Tuesday, 18 March 2008

The Low Down on High Fantasy - Part One

When it comes to fantasy and science fiction, Paul Barnett has both feet planted firmly on the ground.

And as a lifelong champion of literary quality under the pen name, John Grant, his stance against humdrum and gender-driven books has earned him a place at the top, with over sixty best sellers under his belt, both fiction and non-fiction.

Among the latter are two standard authorities in their fields: Encyclopedia of Walt Disney’s Animated Characters and, with John Clute, The Encyclopedia of Fantasy, for which he received the Hugo, Locus, Eaton, Mythopoeic Society and World Fantasy awards. He has also received a rare British Science Fiction Association Special Award and been shortlisted for the British Fantasy Society Award and Bram Stoker Award.

Two-time Hugo winner for his trailblazing Science Fiction/Fantasy work, his novels include Albion and The World. For younger readers he has written the twelve novels in the Legends of Lone Wolf series, tied to the gamebooks by Joe Dever, as well as retellings of Frankenstein and Dr. Jekyll and Mr. Hyde.

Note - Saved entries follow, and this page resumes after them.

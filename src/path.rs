//! Path manipulation utilities for maven-compose

use std::path::{Path, MAIN_SEPARATOR, MAIN_SEPARATOR_STR};

/// Compute the path of `target` relative to the directory `anchor`
///
/// Both arguments are absolute paths. The computation is purely textual:
/// both are split into segments, the common leading segments are dropped,
/// one `..` step is emitted per remaining anchor segment and the remaining
/// target segments are appended. The filesystem is never consulted.
///
/// # Examples
///
/// ```
/// use maven_compose::path::relativize;
///
/// assert_eq!(relativize("/foo/bar/qux", "/foo/bar/baz"), "../qux");
/// ```
pub fn relativize(target: &str, anchor: &str) -> String {
    let target_segments = segments(target);
    let anchor_segments = segments(anchor);

    let common = target_segments
        .iter()
        .zip(&anchor_segments)
        .take_while(|(t, a)| t == a)
        .count();

    let mut relative = String::new();
    for _ in common..anchor_segments.len() {
        relative.push_str("..");
        relative.push(MAIN_SEPARATOR);
    }
    relative.push_str(&target_segments[common..].join(MAIN_SEPARATOR_STR));
    relative
}

/// [`relativize`] over `Path`s
pub fn relativize_path(target: &Path, anchor: &Path) -> String {
    relativize(&target.to_string_lossy(), &anchor.to_string_lossy())
}

/// Split on the separator, ignoring trailing separators
fn segments(path: &str) -> Vec<&str> {
    let mut segments: Vec<&str> = path.split(MAIN_SEPARATOR).collect();
    while segments.len() > 1 && segments.last() == Some(&"") {
        segments.pop();
    }
    segments
}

His most recent books are Enchanted World: The Art of Anne Sudworth, Perceptualistics: Art by Jael and Masters of Animation and his quasi-mythology Dragonhenge. And in a courageous move from giant publishers to a small independent house, John published his new fantasy, The Far-Enough Window through BeWrite Books, his Sci Fi adventure The Hundredfold Problem and re-released Earthdoom! with David Langford – who with twenty-four Hugo Awards, has the largest arsenal of these rocket trophies outside the USA and the second largest in the world.

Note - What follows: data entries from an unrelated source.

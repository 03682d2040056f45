//! Bit strings of a fixed dimension.
//!
//! Labels are printed most significant coordinate first, so in dimension 3
//! the label `0b110` reads `110` and its coordinate 0 is the last character.

use super::{Dimension, VertexId};
use crate::{Error, Result};

/// Print `label` as `dim` binary digits. Dimension 0 prints `0`.
pub fn to_bit_string(label: u32, dim: Dimension) -> String {
    format!("{:0width$b}", label, width = dim.label_width())
}

/// Read a string of `0` and `1` as an integer.
pub fn parse_bit_string(text: &str) -> Result<u32> {
    if text.is_empty() || text.len() > 32 || !text.bytes().all(|b| b == b'0' || b == b'1') {
        return Err(Error::InvalidBitString(text.to_string()));
    }
    Ok(text.bytes().fold(0u32, |acc, b| (acc << 1) | u32::from(b - b'0')))
}

/// Read a vertex label, requiring exactly `dim` digits (`0` for dimension 0).
pub fn parse_vertex(text: &str, dim: Dimension) -> Result<VertexId> {
    let label = parse_bit_string(text)?;
    if text.len() != dim.label_width() || label >= dim.vertex_count() {
        return Err(Error::InvalidPattern {
            pattern: text.to_string(),
            message: format!("a vertex in dimension {dim} has {} digits", dim.label_width()),
        });
    }
    Ok(VertexId(label))
}

/// Read a reflection mask: exactly `dim` digits, most significant first.
pub fn parse_mask(text: &str, dim: Dimension) -> Result<u32> {
    let mask = parse_bit_string(text)?;
    if text.len() != dim.as_usize() {
        return Err(Error::InvalidMask {
            mask: text.to_string(),
            message: format!("a reflection in dimension {dim} takes {dim} digits, got {}", text.len()),
        });
    }
    Ok(mask)
}

/// Reverse the order of the low `dim` bits.
pub fn reverse(label: u32, dim: Dimension) -> u32 {
    let n = dim.as_usize();
    (0..n).fold(0, |acc, i| acc | (((label >> i) & 1) << (n - 1 - i)))
}

/// All labels matched by a pattern such as `1*0`, where `*` matches either
/// bit. Ascending order.
pub fn pattern_vertices(pattern: &str, dim: Dimension) -> Result<Vec<VertexId>> {
    if !pattern.bytes().all(|b| matches!(b, b'0' | b'1' | b'*')) {
        return Err(Error::InvalidPattern {
            pattern: pattern.to_string(),
            message: "a pattern consists of 0, 1 and *".into(),
        });
    }
    if pattern.len() != dim.as_usize() {
        return Err(Error::InvalidPattern {
            pattern: pattern.to_string(),
            message: format!("a pattern in dimension {dim} has {dim} characters"),
        });
    }

    // `fixed` holds the required bit values, `care` the positions that matter.
    let mut fixed = 0u32;
    let mut care = 0u32;
    for (pos, b) in pattern.bytes().enumerate() {
        let bit = dim.as_usize() - 1 - pos;
        match b {
            b'1' => { fixed |= 1 << bit; care |= 1 << bit; }
            b'0' => { care |= 1 << bit; }
            _ => {}
        }
    }

    Ok((0..dim.vertex_count())
        .filter(|label| label & care == fixed)
        .map(VertexId)
        .collect())
}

John has since become Consultant Editor (Sci Fi and Fantasy) with BeWrite Books and has introduced other mainstream authors to the UK-based house in a bid to break the restraints of mainstream houses he believes hold back writers by demanding that they work to an established commercial formula.

John was born in Aberdeen, Scotland but has lived for many years in the New Jersey countryside with his wife, Pamela D. Scoville, owner of the Animation Art Guild. Apart from his own books, he has lost count of those he’s ghosted and edited … certainly well over a thousand.

His rise to fame came when losing his job as senior commissioning books editor at a major UK publisher back in 1980 turned out to be a blessing in disguise.

He said: “I was living in Exeter – a long way from London, which was where most of the UK publishing jobs were – and I had no money and a wife and young daughter to support. Because of the young daughter, I didn't anyway much want to move back to London; better, I thought, that she should spend her childhood away from the big city. So my only option was freelance work – either as an editor or as a writer, or, nervously backing both horses.

“At the time I'd published a couple of books under the house name I'd created especially for those, John Grant. It seemed sensible to launch my fledgling writing career using a name that already had a couple of books under its belt. Now, of course, I wish I'd not taken that decision; it causes a fair amount of confusion, and anyway ‘John Grant’ is a lousy name for a writer, because it lacks any ... hmm ... memorability. But I'm stuck with it, especially since winning awards under that name.

“Of course, the original idea was that, once I'd worked out which of the two horses was going to win the race, I'd jump onto it and regard the other as merely an ancillary ride, as it were. But I've never yet quite managed the trick. So I now have a full-time career as Paul Barnett the editor and another full-time career as John Grant the writer. It makes for a busy life, and often a complicated one; and it can make me pretty difficult to work with, too, I guess. Yet I myself still feel that my more important work is what I've done as a writer, and more specifically as a fantasy writer.”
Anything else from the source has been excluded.